Stored data entries:
####################

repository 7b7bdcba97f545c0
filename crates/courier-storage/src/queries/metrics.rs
// SPDX-FileCopyrightText: 2026 Courier Contributors
// SPDX-License-Identifier: MIT OR Apache-2.0

//! Daily delivery aggregates keyed by (day, zone, channel).

use chrono::NaiveDate;
use courier_core::{Channel, CourierError, MetricsAggregate};
use rusqlite::{Connection, OptionalExtension, Row, params};

use crate::database::{Database, map_tr_err};
use crate::models::{MetricsSample, parse_text};

const DAY_FORMAT: &str = "%Y-%m-%d";

/// Fold one sample into its aggregate row inside the caller's transaction.
///
/// Averages are running means over every sample folded into the row.
pub(crate) fn record_sample(conn: &Connection, sample: &MetricsSample) -> rusqlite::Result<()> {
    conn.execute(
        "INSERT INTO metrics_daily
            (day, zone_code, channel, sent, delivered, failed, samples, avg_latency_ms, avg_cost)
         VALUES (?1, ?2, ?3, ?4, ?5, ?6, 1, ?7, ?8)
         ON CONFLICT (day, zone_code, channel) DO UPDATE SET
            sent = sent + excluded.sent,
            delivered = delivered + excluded.delivered,
            failed = failed + excluded.failed,
            avg_latency_ms = (avg_latency_ms * samples + excluded.avg_latency_ms) / (samples + 1),
            avg_cost = (avg_cost * samples + excluded.avg_cost) / (samples + 1),
            samples = samples + 1",
        params![
            sample.day.format(DAY_FORMAT).to_string(),
            sample.zone_code,
            sample.channel.to_string(),
            sample.sent as i64,
            sample.delivered as i64,
            sample.failed as i64,
            sample.latency_ms as f64,
            sample.cost,
        ],
    )?;
    Ok(())
}

fn read_aggregate(row: &Row<'_>) -> rusqlite::Result<MetricsAggregate> {
    let day: String = row.get(0)?;
    let channel: String = row.get(2)?;
    Ok(MetricsAggregate {
        day: parse_text(0, &day)?,
        zone_code: row.get(1)?,
        channel: parse_text(2, &channel)?,
        sent: row.get::<_, i64>(3)? as u64,
        delivered: row.get::<_, i64>(4)? as u64,
        failed: row.get::<_, i64>(5)? as u64,
        avg_latency_ms: row.get(6)?,
        avg_cost: row.get(7)?,
    })
}

pub async fn get_aggregate(
    db: &Database,
    day: NaiveDate,
    zone_code: &str,
    channel: Channel,
) -> Result<Option<MetricsAggregate>, CourierError> {
    let day = day.format(DAY_FORMAT).to_string();
    let zone_code = zone_code.to_string();
    let channel = channel.to_string();
    db.connection()
        .call(move |conn| -> Result<Option<MetricsAggregate>, rusqlite::Error> {
            conn.query_row(
                "SELECT day, zone_code, channel, sent, delivered, failed, avg_latency_ms, avg_cost
                 FROM metrics_daily WHERE day = ?1 AND zone_code = ?2 AND channel = ?3",
                params![day, zone_code, channel],
                read_aggregate,
            )
            .optional()
        })
        .await
        .map_err(map_tr_err)
}

/// Every aggregate for one day.
pub async fn list_for_day(db: &Database, day: NaiveDate) -> Result<Vec<MetricsAggregate>, CourierError> {
    let day = day.format(DAY_FORMAT).to_string();
    db.connection()
        .call(move |conn| -> Result<Vec<MetricsAggregate>, rusqlite::Error> {
            let mut stmt = conn.prepare(
                "SELECT day, zone_code, channel, sent, delivered, failed, avg_latency_ms, avg_cost
                 FROM metrics_daily WHERE day = ?1 ORDER BY zone_code, channel",
            )?;
            let rows = stmt.query_map(params![day], read_aggregate)?;
            rows.collect()
        })
        .await
        .map_err(map_tr_err)
}

#[cfg(test)]
mod tests {
    use super::*;
    use tempfile::tempdir;

    fn sample(delivered: bool, latency_ms: u64, cost: f64) -> MetricsSample {
        MetricsSample {
            day: NaiveDate::from_ymd_opt(2026, 3, 1).unwrap(),
            zone_code: "WA".into(),
            channel: Channel::Voice,
            sent: true,
            delivered,
            failed: !delivered,
            latency_ms,
            cost,
        }
    }

    #[tokio::test]
    async fn running_averages_fold_every_sample() {
        let dir = tempdir().unwrap();
        let db = Database::open(dir.path().join("m.db").to_str().unwrap())
            .await
            .unwrap();
        db.connection()
            .call(|conn| -> Result<(), rusqlite::Error> {
                record_sample(conn, &sample(false, 100, 0.0))?;
                record_sample(conn, &sample(true, 300, 1.5))?;
                Ok(())
            })
            .await
            .unwrap();

        let day = NaiveDate::from_ymd_opt(2026, 3, 1).unwrap();
        let agg = get_aggregate(&db, day, "WA", Channel::Voice)
            .await
            .unwrap()
            .unwrap();
        assert_eq!((agg.sent, agg.delivered, agg.failed), (2, 1, 1));
        assert!((agg.avg_latency_ms - 200.0).abs() < 1e-9);
        assert!((agg.avg_cost - 0.75).abs() < 1e-9);
        assert_eq!(list_for_day(&db, day).await.unwrap().len(), 1);
        assert!(get_aggregate(&db, day, "WA", Channel::Sms).await.unwrap().is_none());
    }
}
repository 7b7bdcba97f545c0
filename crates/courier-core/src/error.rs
// SPDX-FileCopyrightText: 2026 Courier Contributors
// SPDX-License-Identifier: MIT OR Apache-2.0

//! Error types for the Courier delivery engine.

use thiserror::Error;

/// The primary error type used across the Courier workspace.
#[derive(Debug, Error)]
pub enum CourierError {
    /// Configuration errors (invalid TOML, missing required fields, bad values).
    #[error("configuration error: {0}")]
    Config(String),

    /// Storage backend errors (database connection, query failure, serialization).
    #[error("storage error: {source}")]
    Storage {
        source: Box<dyn std::error::Error + Send + Sync>,
    },

    /// Request rejected at enqueue (missing channel, empty payload, ...). Never persisted.
    #[error("validation error: {0}")]
    Validation(String),

    /// Unknown request, zone, provider, or rule.
    #[error("{entity} not found: {id}")]
    NotFound { entity: String, id: String },

    /// Routing resolved to an empty candidate set.
    #[error("no eligible channel: {reason}")]
    NoEligibleChannel { reason: String },

    /// No active provider matches the channel and zone.
    #[error("no provider available for {channel} in zone {zone_code}")]
    NoProviderAvailable { channel: String, zone_code: String },

    /// A metered channel would exceed its daily or monthly cap.
    #[error("budget exceeded: {message}")]
    BudgetExceeded { message: String },

    /// Retry-eligible provider failure (timeout, 5xx-equivalent).
    #[error("provider {provider_id} transient failure: {message}")]
    ProviderTransient {
        provider_id: String,
        message: String,
    },

    /// Non-retryable provider failure (invalid recipient, malformed number).
    #[error("provider {provider_id} permanent failure: {message}")]
    ProviderPermanent {
        provider_id: String,
        message: String,
    },

    /// A status transition that the lifecycle does not allow.
    #[error("request {request_id} cannot {action} while {status}")]
    InvalidTransition {
        request_id: String,
        status: String,
        action: String,
    },

    /// The worker no longer holds the lease on a claimed request.
    #[error("lease lost on request {request_id}")]
    LeaseLost { request_id: String },

    /// Inbound callback failed signature or freshness verification.
    #[error("signature rejected: {0}")]
    Signature(String),

    /// Operation timed out.
    #[error("operation timed out after {duration:?}")]
    Timeout { duration: std::time::Duration },

    /// Internal or unexpected errors.
    #[error("internal error: {0}")]
    Internal(String),
}

impl CourierError {
    /// Shorthand for [`CourierError::NotFound`].
    pub fn not_found(entity: &str, id: impl Into<String>) -> Self {
        CourierError::NotFound {
            entity: entity.to_string(),
            id: id.into(),
        }
    }
}

/// Failure reported by a [`DeliveryProvider`](crate::traits::DeliveryProvider) adapter.
///
/// The worker classifies attempts only through this type, never by
/// inspecting provider names or message text.
#[derive(Debug, Clone, Error, PartialEq, Eq)]
pub enum ProviderError {
    /// Retry-eligible failure.
    #[error("transient: {0}")]
    Transient(String),
    /// Non-retryable failure; the remaining chain is skipped.
    #[error("permanent: {0}")]
    Permanent(String),
}

impl ProviderError {
    /// Convert into the engine-wide error, tagging the provider.
    pub fn into_courier(self, provider_id: &str) -> CourierError {
        match self {
            ProviderError::Transient(message) => CourierError::ProviderTransient {
                provider_id: provider_id.to_string(),
                message,
            },
            ProviderError::Permanent(message) => CourierError::ProviderPermanent {
                provider_id: provider_id.to_string(),
                message,
            },
        }
    }
}
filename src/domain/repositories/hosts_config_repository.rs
use crate::error::PluginError;

pub trait HostsConfigHandler {
    fn host_names(&self) -> Vec<String>;
    fn set_default_reserved_memory_to_all_hosts(&mut self, memory: &str)
    -> Result<(), PluginError>;
}

pub trait ConfigManager {
    fn get_hosts_config_handler(&mut self) -> Result<&mut dyn HostsConfigHandler, PluginError>;
}
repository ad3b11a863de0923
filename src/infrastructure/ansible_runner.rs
use async_trait::async_trait;
use tokio::process::Command;
use tracing::{debug, info, warn};

use crate::{domain::services::playbook_runner::PlaybookRunner, error::PluginError};

pub const ANSIBLE_PLAYBOOK: &str = "ansible-playbook";

#[derive(Debug, Clone)]
pub struct AnsiblePlaybookRunner {
    program: String,
    dry_run: bool,
}

impl Default for AnsiblePlaybookRunner {
    fn default() -> Self {
        Self::new(ANSIBLE_PLAYBOOK)
    }
}

impl AnsiblePlaybookRunner {
    pub fn new(program: impl Into<String>) -> Self {
        Self {
            program: program.into(),
            dry_run: false,
        }
    }

    // 只打印命令，不执行
    pub fn dry_run(mut self, dry_run: bool) -> Self {
        self.dry_run = dry_run;
        self
    }

    pub fn args(playbook: &str, target: Option<&str>) -> Vec<String> {
        let mut args = vec![playbook.to_string()];
        if let Some(target) = target {
            args.push("--limit".to_string());
            args.push(target.to_string());
        }
        args
    }
}

#[async_trait]
impl PlaybookRunner for AnsiblePlaybookRunner {
    async fn run_playbook(&self, playbook: &str, target: Option<&str>) -> Result<(), PluginError> {
        let args = Self::args(playbook, target);
        if self.dry_run {
            info!("dry run: {} {}", self.program, args.join(" "));
            return Ok(());
        }

        debug!("spawning {} {:?}", self.program, args);
        let output = Command::new(&self.program)
            .args(&args)
            .output()
            .await
            .map_err(|e| PluginError::Playbook {
                playbook: playbook.to_string(),
                reason: format!("failed to spawn {}: {}", self.program, e),
            })?;

        if !output.status.success() {
            let stderr = String::from_utf8_lossy(&output.stderr);
            warn!("{} exited with {}: {}", self.program, output.status, stderr.trim());
            return Err(PluginError::Playbook {
                playbook: playbook.to_string(),
                reason: format!("{}: {}", output.status, stderr.trim()),
            });
        }

        info!("playbook {} finished", playbook);
        Ok(())
    }
}
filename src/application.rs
pub mod services;
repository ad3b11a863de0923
use std::path::{Path, PathBuf};

use anyhow::Result;
use notify::{Event, RecommendedWatcher, RecursiveMode, Watcher};
use tokio::sync::mpsc;
use tracing::{debug, error, info, warn};

use crate::{
    application::services::plugin_dispatcher::PluginDispatcher,
    domain::{
        events::config_changed::{ConfigChange, ConfigChangedEvent},
        services::snapshot_loader::SnapshotLoader,
    },
    error::PluginError,
    model::snapshot::ConfigSnapshot,
};

pub const CHANGED_BY: &str = "file_watcher";

pub fn change_events(current: &ConfigSnapshot, next: &ConfigSnapshot) -> Vec<ConfigChangedEvent> {
    let mut props = ConfigSnapshot::new();
    let mut removed = Vec::new();
    for domain in next.changed_domains(current) {
        match next.get(&domain) {
            Some(document) => {
                props.insert(domain, document);
            }
            None => removed.push(domain),
        }
    }

    let mut events = Vec::new();
    if !props.is_empty() {
        events.push(ConfigChangedEvent::new(ConfigChange::Set { props }, CHANGED_BY));
    }
    if !removed.is_empty() {
        events.push(ConfigChangedEvent::new(
            ConfigChange::Delete { domains: removed },
            CHANGED_BY,
        ));
    }
    events
}

// 每个事件被接受后才推进 current，被拒绝的部分下次重新计算
pub async fn dispatch_changes(
    dispatcher: &PluginDispatcher,
    current: &mut ConfigSnapshot,
    next: &ConfigSnapshot,
) -> Result<usize, PluginError> {
    let mut dispatched = 0;
    for event in change_events(current, next) {
        let report = dispatcher.dispatch(&event, next).await?;
        info!("change dispatched: {:?}", report);
        match event.change {
            ConfigChange::Set { props } => {
                for domain in props.domains() {
                    if let Some(document) = props.get(domain) {
                        current.insert(domain, document);
                    }
                }
            }
            ConfigChange::Delete { domains } => {
                for domain in &domains {
                    current.remove(domain);
                }
            }
            ConfigChange::Full { .. } => {}
        }
        dispatched += 1;
    }
    Ok(dispatched)
}

pub struct SnapshotWatcher {
    path: PathBuf,
    dispatcher: PluginDispatcher,
}

impl SnapshotWatcher {
    pub fn new(path: impl AsRef<Path>, dispatcher: PluginDispatcher) -> Self {
        Self {
            path: path.as_ref().to_path_buf(),
            dispatcher,
        }
    }

    pub async fn run(self) -> Result<()> {
        let (tx, mut rx) = mpsc::unbounded_channel();
        let mut watcher = RecommendedWatcher::new(
            move |result: notify::Result<Event>| {
                let _ = tx.send(result);
            },
            notify::Config::default(),
        )?;
        watcher.watch(&self.path, RecursiveMode::NonRecursive)?;

        let mut current = SnapshotLoader::load(&self.path)?;
        info!("watching {} ({} domains)", self.path.display(), current.len());

        while let Some(result) = rx.recv().await {
            let event = match result {
                Ok(event) => event,
                Err(e) => {
                    warn!("watch error: {}", e);
                    continue;
                }
            };
            if !(event.kind.is_modify() || event.kind.is_create()) {
                continue;
            }
            debug!("event: {:?}", event);

            let next = match SnapshotLoader::load(&self.path) {
                Ok(next) => next,
                Err(e) => {
                    error!("failed to load {}: {}", self.path.display(), e);
                    continue;
                }
            };

            if let Err(e) = dispatch_changes(&self.dispatcher, &mut current, &next).await {
                error!("change rejected: {}", e);
            }
        }
        Ok(())
    }
}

####################

**Problem details:** Scan the records above for the word "program". Copy each line that has it.

**Response for this exercise:**
    program: String,
    pub fn new(program: impl Into<String>) -> Self {
            program: program.into(),
            info!("dry run: {} {}", self.program, args.join(" "));
        debug!("spawning {} {:?}", self.program, args);
        let output = Command::new(&self.program)
                reason: format!("failed to spawn {}: {}", self.program, e),
            warn!("{} exited with {}: {}", self.program, output.status, stderr.trim());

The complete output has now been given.